▶ _REQUIRED WORK_
Repeat the records. Match each character exactly.

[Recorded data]
::::

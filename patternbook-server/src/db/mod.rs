//! Database layer: pool setup, schema migrations, and per-entity repositories.

pub mod migrations;
pub mod pool;
pub mod repos;
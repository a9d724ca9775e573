//! Validation error types
//!
//! Validation failures carry a list of field-level errors so the API can
//! return a 422 body telling the caller exactly which fields failed.

use std::fmt;

use serde::Serialize;

/// One failed field: where, what, and which kind of failure.
#[derive(Debug, Clone, PartialEq, Eq, Serialize)]
pub struct FieldError {
    /// Location of the failure, e.g. `["body", "name"]`
    pub loc: Vec<String>,

    /// Human-readable message
    pub msg: String,

    /// Machine-readable failure kind, e.g. `value_error.missing`
    #[serde(rename = "type")]
    pub kind: String,
}

impl FieldError {
    /// Required field absent from the request body.
    pub fn missing(field: &str) -> Self {
        Self {
            loc: vec!["body".to_string(), field.to_string()],
            msg: "field required".to_string(),
            kind: "value_error.missing".to_string(),
        }
    }

    /// Field present but empty where a value is required.
    pub fn empty(field: &str) -> Self {
        Self {
            loc: vec!["body".to_string(), field.to_string()],
            msg: "must not be empty".to_string(),
            kind: "value_error.empty".to_string(),
        }
    }

    /// Field present but failing a semantic rule.
    pub fn invalid(field: &str, msg: impl Into<String>) -> Self {
        Self {
            loc: vec!["body".to_string(), field.to_string()],
            msg: msg.into(),
            kind: "value_error.invalid".to_string(),
        }
    }

    /// Failure that cannot be attributed to a single field.
    pub fn body(msg: impl Into<String>, kind: impl Into<String>) -> Self {
        Self {
            loc: vec!["body".to_string()],
            msg: msg.into(),
            kind: kind.into(),
        }
    }
}

/// Validation failure: one or more field errors.
#[derive(Debug, Clone, PartialEq, Eq)]
pub struct ValidationError {
    pub errors: Vec<FieldError>,
}

impl ValidationError {
    pub fn new(errors: Vec<FieldError>) -> Self {
        Self { errors }
    }

    pub fn single(error: FieldError) -> Self {
        Self {
            errors: vec![error],
        }
    }

    /// Classify a serde deserialization message into a field error.
    ///
    /// serde_json reports missing and unknown fields as
    /// ``missing field `name` at line ...``; the field name between the
    /// backticks is lifted into the error location so callers still get a
    /// per-field report even though deserialization stops at the first
    /// failure.
    pub fn from_body_error(message: &str) -> Self {
        let field_between_backticks = |s: &str| -> Option<String> {
            let start = s.find('`')? + 1;
            let end = s[start..].find('`')? + start;
            Some(s[start..end].to_string())
        };

        let error = if message.starts_with("missing field") {
            match field_between_backticks(message) {
                Some(field) => FieldError::missing(&field),
                None => FieldError::body(message, "value_error.missing"),
            }
        } else if message.starts_with("unknown field") {
            match field_between_backticks(message) {
                Some(field) => FieldError {
                    loc: vec!["body".to_string(), field],
                    msg: "unknown field".to_string(),
                    kind: "value_error.unknown".to_string(),
                },
                None => FieldError::body(message, "value_error.unknown"),
            }
        } else if message.starts_with("invalid type") {
            FieldError::body(message, "type_error")
        } else {
            FieldError::body(message, "value_error.malformed")
        };

        Self::single(error)
    }
}

impl fmt::Display for ValidationError {
    fn fmt(&self, f: &mut fmt::Formatter<'_>) -> fmt::Result {
        let msgs: Vec<String> = self
            .errors
            .iter()
            .map(|e| format!("{}: {}", e.loc.join("."), e.msg))
            .collect();
        write!(f, "{}", msgs.join("; "))
    }
}

impl std::error::Error for ValidationError {}

/// Accumulates field errors while a payload is checked.
#[derive(Debug, Default)]
pub struct Checker {
    errors: Vec<FieldError>,
}

impl Checker {
    pub fn new() -> Self {
        Self::default()
    }

    /// Require a non-empty string.
    pub fn non_empty(&mut self, field: &'static str, value: &str) {
        if value.trim().is_empty() {
            self.errors.push(FieldError::empty(field));
        }
    }

    /// Require a strictly positive integer.
    pub fn positive(&mut self, field: &'static str, value: i64) {
        if value < 1 {
            self.errors
                .push(FieldError::invalid(field, "must be greater than zero"));
        }
    }

    /// Require a strictly positive float.
    pub fn positive_f64(&mut self, field: &'static str, value: f64) {
        if !(value > 0.0) {
            self.errors
                .push(FieldError::invalid(field, "must be greater than zero"));
        }
    }

    pub fn finish(self) -> Result<(), ValidationError> {
        if self.errors.is_empty() {
            Ok(())
        } else {
            Err(ValidationError::new(self.errors))
        }
    }
}

#[cfg(test)]
mod tests {
    use super::*;

    #[test]
    fn error_display() {
        let err = ValidationError::single(FieldError::empty("name"));
        assert_eq!(err.to_string(), "body.name: must not be empty");
    }

    #[test]
    fn missing_field_message_is_attributed() {
        let err = ValidationError::from_body_error("missing field `autor` at line 1 column 30");
        assert_eq!(err.errors.len(), 1);
        assert_eq!(err.errors[0].loc, vec!["body", "autor"]);
        assert_eq!(err.errors[0].kind, "value_error.missing");
    }

    #[test]
    fn type_error_message_stays_body_level() {
        let err = ValidationError::from_body_error("invalid type: string \"x\", expected i64");
        assert_eq!(err.errors[0].loc, vec!["body"]);
        assert_eq!(err.errors[0].kind, "type_error");
    }

    #[test]
    fn checker_accumulates() {
        let mut check = Checker::new();
        check.non_empty("name", "");
        check.positive("repetition", 0);
        let err = check.finish().unwrap_err();
        assert_eq!(err.errors.len(), 2);
    }

    #[test]
    fn field_error_serializes_kind_as_type() {
        let json = serde_json::to_value(FieldError::missing("size")).unwrap();
        assert_eq!(json["type"], "value_error.missing");
        assert_eq!(json["loc"][1], "size");
    }
}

::::

▶ _RESPONSE TO THE EXERCISE_
filename patternbook-server/src/db/mod.rs
//! Database layer: pool setup, schema migrations, and per-entity repositories.

pub mod migrations;
pub mod pool;
pub mod repos;
repository a9d724ca9775e573
//! Validation error types
//!
//! Validation failures carry a list of field-level errors so the API can
//! return a 422 body telling the caller exactly which fields failed.

use std::fmt;

use serde::Serialize;

/// One failed field: where, what, and which kind of failure.
#[derive(Debug, Clone, PartialEq, Eq, Serialize)]
pub struct FieldError {
    /// Location of the failure, e.g. `["body", "name"]`
    pub loc: Vec<String>,

    /// Human-readable message
    pub msg: String,

    /// Machine-readable failure kind, e.g. `value_error.missing`
    #[serde(rename = "type")]
    pub kind: String,
}

impl FieldError {
    /// Required field absent from the request body.
    pub fn missing(field: &str) -> Self {
        Self {
            loc: vec!["body".to_string(), field.to_string()],
            msg: "field required".to_string(),
            kind: "value_error.missing".to_string(),
        }
    }

    /// Field present but empty where a value is required.
    pub fn empty(field: &str) -> Self {
        Self {
            loc: vec!["body".to_string(), field.to_string()],
            msg: "must not be empty".to_string(),
            kind: "value_error.empty".to_string(),
        }
    }

    /// Field present but failing a semantic rule.
    pub fn invalid(field: &str, msg: impl Into<String>) -> Self {
        Self {
            loc: vec!["body".to_string(), field.to_string()],
            msg: msg.into(),
            kind: "value_error.invalid".to_string(),
        }
    }

    /// Failure that cannot be attributed to a single field.
    pub fn body(msg: impl Into<String>, kind: impl Into<String>) -> Self {
        Self {
            loc: vec!["body".to_string()],
            msg: msg.into(),
            kind: kind.into(),
        }
    }
}

/// Validation failure: one or more field errors.
#[derive(Debug, Clone, PartialEq, Eq)]
pub struct ValidationError {
    pub errors: Vec<FieldError>,
}

impl ValidationError {
    pub fn new(errors: Vec<FieldError>) -> Self {
        Self { errors }
    }

    pub fn single(error: FieldError) -> Self {
        Self {
            errors: vec![error],
        }
    }

    /// Classify a serde deserialization message into a field error.
    ///
    /// serde_json reports missing and unknown fields as
    /// ``missing field `name` at line ...``; the field name between the
    /// backticks is lifted into the error location so callers still get a
    /// per-field report even though deserialization stops at the first
    /// failure.
    pub fn from_body_error(message: &str) -> Self {
        let field_between_backticks = |s: &str| -> Option<String> {
            let start = s.find('`')? + 1;
            let end = s[start..].find('`')? + start;
            Some(s[start..end].to_string())
        };

        let error = if message.starts_with("missing field") {
            match field_between_backticks(message) {
                Some(field) => FieldError::missing(&field),
                None => FieldError::body(message, "value_error.missing"),
            }
        } else if message.starts_with("unknown field") {
            match field_between_backticks(message) {
                Some(field) => FieldError {
                    loc: vec!["body".to_string(), field],
                    msg: "unknown field".to_string(),
                    kind: "value_error.unknown".to_string(),
                },
                None => FieldError::body(message, "value_error.unknown"),
            }
        } else if message.starts_with("invalid type") {
            FieldError::body(message, "type_error")
        } else {
            FieldError::body(message, "value_error.malformed")
        };

        Self::single(error)
    }
}

impl fmt::Display for ValidationError {
    fn fmt(&self, f: &mut fmt::Formatter<'_>) -> fmt::Result {
        let msgs: Vec<String> = self
            .errors
            .iter()
            .map(|e| format!("{}: {}", e.loc.join("."), e.msg))
            .collect();
        write!(f, "{}", msgs.join("; "))
    }
}

impl std::error::Error for ValidationError {}

/// Accumulates field errors while a payload is checked.
#[derive(Debug, Default)]
pub struct Checker {
    errors: Vec<FieldError>,
}

impl Checker {
    pub fn new() -> Self {
        Self::default()
    }

    /// Require a non-empty string.
    pub fn non_empty(&mut self, field: &'static str, value: &str) {
        if value.trim().is_empty() {
            self.errors.push(FieldError::empty(field));
        }
    }

    /// Require a strictly positive integer.
    pub fn positive(&mut self, field: &'static str, value: i64) {
        if value < 1 {
            self.errors
                .push(FieldError::invalid(field, "must be greater than zero"));
        }
    }

    /// Require a strictly positive float.
    pub fn positive_f64(&mut self, field: &'static str, value: f64) {
        if !(value > 0.0) {
            self.errors
                .push(FieldError::invalid(field, "must be greater than zero"));
        }
    }

    pub fn finish(self) -> Result<(), ValidationError> {
        if self.errors.is_empty() {
            Ok(())
        } else {
            Err(ValidationError::new(self.errors))
        }
    }
}

#[cfg(test)]
mod tests {
    use super::*;

    #[test]
    fn error_display() {
        let err = ValidationError::single(FieldError::empty("name"));
        assert_eq!(err.to_string(), "body.name: must not be empty");
    }

    #[test]
    fn missing_field_message_is_attributed() {
        let err = ValidationError::from_body_error("missing field `autor` at line 1 column 30");
        assert_eq!(err.errors.len(), 1);
        assert_eq!(err.errors[0].loc, vec!["body", "autor"]);
        assert_eq!(err.errors[0].kind, "value_error.missing");
    }

    #[test]
    fn type_error_message_stays_body_level() {
        let err = ValidationError::from_body_error("invalid type: string \"x\", expected i64");
        assert_eq!(err.errors[0].loc, vec!["body"]);
        assert_eq!(err.errors[0].kind, "type_error");
    }

    #[test]
    fn checker_accumulates() {
        let mut check = Checker::new();
        check.non_empty("name", "");
        check.positive("repetition", 0);
        let err = check.finish().unwrap_err();
        assert_eq!(err.errors.len(), 2);
    }

    #[test]
    fn field_error_serializes_kind_as_type() {
        let json = serde_json::to_value(FieldError::missing("size")).unwrap();
        assert_eq!(json["type"], "value_error.missing");
        assert_eq!(json["loc"][1], "size");
    }
}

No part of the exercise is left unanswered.